My favorite arXiv papers are not the ones where people develop "cutting edge" methods but where people have a run-of-the-mill problem and apply a variety of run-of-the-mill methods. I find people like that frequently get results like mine so they're quite helpful.


The issue is the obsession with benchmark datasets and their flaky evaluation


What else could you do to test it besides it works for me and this test said it's good at talking?


no, this is routinely cited in introductory remarks these days, but ignores some practical aspects of the competitive context, among other things.


what is "this"?


> The #1 thing that makes it ‘hard’ in real life is that nobody wants to make training and test sets.

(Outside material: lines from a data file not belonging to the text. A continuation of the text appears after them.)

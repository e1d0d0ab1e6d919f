// SPDX-License-Identifier: Apache-2.0
// Copyright (c) 2025 Au-Zone Technologies. All Rights Reserved.

//! Error types for the acquisition core.
//!
//! Only two conditions escape the acquisition loops as `Err`: a camera control
//! call that fails while bringing the pipeline up, and an event type the
//! notification source was never supposed to emit. Everything else (timeouts,
//! missing streams, stale triggers, shutdown) is handled at the loop boundary
//! and reported through the loop's outcome value.

use crate::event::StreamId;
use std::io;
use thiserror::Error;

/// Failure reported by the camera driver stack for a pipeline control call.
#[derive(Error, Debug)]
pub enum DeviceError {
    /// A control call (`open`, `configure`, `start`, `stop`) was rejected.
    #[error("camera {op} failed: {reason}")]
    Control { op: &'static str, reason: String },

    /// The camera was used before `open` succeeded.
    #[error("camera is not open")]
    NotOpen,

    #[error(transparent)]
    Io(#[from] io::Error),
}

impl DeviceError {
    pub fn control(op: &'static str, reason: impl Into<String>) -> Self {
        DeviceError::Control {
            op,
            reason: reason.into(),
        }
    }
}

/// Failure while copying a hardware buffer into an owned image or encoding it.
#[derive(Error, Debug)]
pub enum ImageError {
    #[error("row stride {stride} is shorter than a {width} pixel row ({row_bytes} bytes)")]
    Stride {
        stride: usize,
        width: u32,
        row_bytes: usize,
    },

    #[error("{width}x{height} image with stride {stride} does not fit in memory")]
    Overflow {
        width: u32,
        height: u32,
        stride: usize,
    },

    #[error("buffer holds {actual} bytes but the layout needs {required}")]
    Truncated { actual: usize, required: usize },

    #[error("image is {actual:?} but {expected:?} was required")]
    Dimensions {
        expected: (u32, u32),
        actual: (u32, u32),
    },

    #[error("no buffer for the {0} stream")]
    MissingBuffer(StreamId),

    #[error(transparent)]
    Jpeg(#[from] turbojpeg::Error),

    #[error(transparent)]
    Io(#[from] io::Error),
}

/// Fatal errors returned by [`crate::motion::run_motion_watch`] and
/// [`crate::acquisition::TriggeredAcquisition::run`].
#[derive(Error, Debug)]
pub enum AcquisitionError {
    #[error("camera pipeline error: {0}")]
    Device(#[from] DeviceError),

    #[error("encoder error: {0}")]
    Encoder(#[source] Box<dyn std::error::Error + Send + Sync>),

    /// The notification source emitted an event type outside its contract.
    #[error("unrecognised event type {0} from notification source")]
    UnrecognizedEvent(u32),
}
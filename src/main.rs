// SPDX-License-Identifier: Apache-2.0
// Copyright (c) 2025 Au-Zone Technologies. All Rights Reserved.

use ballcam::{
    acquisition::{AcquisitionOutcome, TriggeredAcquisition},
    args::{Args, Mode},
    error::ImageError,
    image::MaterializedImage,
    mock::{SimulatedCamera, SimulatedConfig},
    motion::run_motion_watch,
    source::{MonotonicClock, RunFlag},
    video::{FileOutput, VideoManager},
};
use clap::Parser;
use std::{
    error::Error,
    fs,
    path::{Path, PathBuf},
    process::ExitCode,
    thread,
};
use tracing::{error, info, level_filters::LevelFilter, warn};
use tracing_subscriber::{layer::SubscriberExt, util::SubscriberInitExt, Layer};

const PRE_IMAGE: &str = "pre_image.jpeg";
const FINAL_IMAGE: &str = "final_image.jpeg";
const SUBTRACTED_IMAGE: &str = "subtracted_image.jpeg";

#[tokio::main]
async fn main() -> Result<ExitCode, Box<dyn Error + Send + Sync>> {
    let args = Args::parse();
    init_logging(&args)?;

    fs::create_dir_all(&args.output)?;

    let run_flag = RunFlag::new();
    let signal_flag = run_flag.clone();
    tokio::spawn(async move {
        if tokio::signal::ctrl_c().await.is_ok() {
            info!("interrupt received, shutting down");
            signal_flag.shutdown();
        }
    });

    let task = match args.mode {
        Mode::Motion => tokio::task::spawn_blocking(move || motion(&args, &run_flag)),
        Mode::Triggered => tokio::task::spawn_blocking(move || triggered(&args, &run_flag)),
    };
    let success = task.await??;

    Ok(if success {
        ExitCode::SUCCESS
    } else {
        ExitCode::FAILURE
    })
}

fn init_logging(args: &Args) -> Result<(), Box<dyn Error + Send + Sync>> {
    let level = if args.verbose {
        LevelFilter::DEBUG
    } else {
        LevelFilter::INFO
    };
    let stdout_log = tracing_subscriber::fmt::layer().with_filter(level);

    let journald = if args.journald {
        Some(tracing_journald::layer()?.with_filter(level))
    } else {
        None
    };

    let tracy = if args.tracy {
        tracy_client::Client::start();
        Some(tracing_tracy::TracyLayer::default().with_filter(level))
    } else {
        None
    };

    tracing_subscriber::registry()
        .with(stdout_log)
        .with(journald)
        .with(tracy)
        .try_init()?;
    Ok(())
}

fn motion(args: &Args, run_flag: &RunFlag) -> Result<bool, Box<dyn Error + Send + Sync>> {
    let video_path = args.output.join(&args.video);
    let output = FileOutput::create(&video_path)?;
    let mut vidmgr = VideoManager::new(output, args.video_quality);
    let mut camera = SimulatedCamera::new(SimulatedConfig::from(args));

    let outcome = run_motion_watch(&mut camera, &mut vidmgr, run_flag)?;
    info!(
        completed = outcome.completed_normally,
        motion = outcome.motion_detected,
        frames = vidmgr.frames(),
        "motion watch finished, recording in {}",
        video_path.display()
    );
    Ok(outcome.completed_normally && outcome.motion_detected)
}

fn triggered(args: &Args, run_flag: &RunFlag) -> Result<bool, Box<dyn Error + Send + Sync>> {
    let config = args.acquisition_config().map_err(|e| e.to_string())?;
    let mut camera = SimulatedCamera::new(SimulatedConfig::from(args));

    // Pre-images are written from a worker thread so JPEG encoding never
    // delays the next trigger.
    let (tx, rx) = kanal::bounded::<MaterializedImage>(1);
    let pre_image_path = args.output.join(PRE_IMAGE);
    let writer = thread::spawn(move || save_images(rx, pre_image_path));
    let mut background = None;
    let mut sink = |img: MaterializedImage| {
        background = Some(img.clone());
        if let Err(e) = tx.send(img) {
            warn!("pre-image writer is gone: {e:?}");
        }
    };

    let mut acq = TriggeredAcquisition::new(config, MonotonicClock::new());
    let result = acq.run(&mut camera, &mut sink, run_flag);
    // The writer exits once the last sender is gone.
    drop(tx);
    if writer.join().is_err() {
        error!("pre-image writer panicked");
    }

    let outcome = result?;
    match outcome {
        AcquisitionOutcome::Captured(img) => {
            save_results(&args.output, &img, background.as_ref())?;
            Ok(true)
        }
        AcquisitionOutcome::Quit { state } => {
            warn!(%state, "camera quit before the final image");
            Ok(false)
        }
        AcquisitionOutcome::Aborted(reason) => {
            warn!("acquisition failed: {reason}");
            Ok(false)
        }
    }
}

/// Writes the final still and, when a pre-image was captured, the still
/// with that background removed.
fn save_results(
    dir: &Path,
    image: &MaterializedImage,
    background: Option<&MaterializedImage>,
) -> Result<Vec<PathBuf>, ImageError> {
    let path = dir.join(FINAL_IMAGE);
    image.save_jpeg(&path)?;
    info!("final image {image} saved to {}", path.display());
    let mut saved = vec![path];

    if let Some(background) = background {
        let path = dir.join(SUBTRACTED_IMAGE);
        image.subtract(background)?.save_jpeg(&path)?;
        info!("background-subtracted image saved to {}", path.display());
        saved.push(path);
    }
    Ok(saved)
}

fn save_images(rx: kanal::Receiver<MaterializedImage>, path: PathBuf) {
    while let Ok(img) = rx.recv() {
        match img.save_jpeg(&path) {
            Ok(()) => info!("pre-image {img} saved to {}", path.display()),
            Err(e) => error!("failed to save pre-image: {e}"),
        }
    }
}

Would there be enough of a financial incentive to do so? Seems like a prime startup opportunity.


>> Seems like a prime startup opportunity.

Sometimes it's just ... hard. Apply some thought maybe before blindly parroting "profit!"

Reporter: "Why is it hard to cure cancer?". Crowd: "Would there be enough of a financial incentive to do so? Seems like a prime startup opportunity!"

Reporter: "Why is it hard to end World poverty?". Crowd: "Would there be enough of a financial incentive to do so? Seems like a prime startup opportunity!"

Reporter: "Why is it hard to build a warp engine?". Crowd: "Would there be enough of a financial incentive to do so? Seems like a prime startup opportunity!"

Reporter: "Why is it hard to wipe your ass using the left hand?". Crowd: "Would there be enough of a financial incentive to do so? Seems like a prime startup opportunity!"

You get the idea...


A cure for cancer would be terribly profitable. For a while.


> Reporter: "Why is it hard to cure cancer?". Crowd: "Would there be enough of a financial incentive to do so? Seems like a prime startup opportunity!"

What you want to optimize for is the money amount that you make at some quantile of the probablity distribution of the profits; say, the profits that are guaranteed in the best, say, 3 %, 5 %, 10 % or even 20 % of all possible outcomes. With a probablity of 97 % (if you choose the best 3 % of the outcomes), you won't make sufficient money if you attempt to cure cancer to be worth the risk, so the financial incentive is not there.

TLDR: Financial incentives do matter, but work differently from how many people think that they are structured.


There is plenty of money in it but you need to sell b2b and tp enterprise. That is not fun and as such no one is doing it.

Put another way,if I were trying to do a start up in this space I'd spend 50% of my budget on marketing 25% on a third world data labelling sweatshop, 20% on data pipeline engineering and 5% on sexy ml stuff.


I was just thinking the same, but I'm skeptical.

When researchers want to publish a paper, are they going to pay extra money for extra difficulty in publishing their paper? No, they'll just use whatever toy environment is free or already established and get that paper published!


I believe that Scale.ai was founded to do exactly this.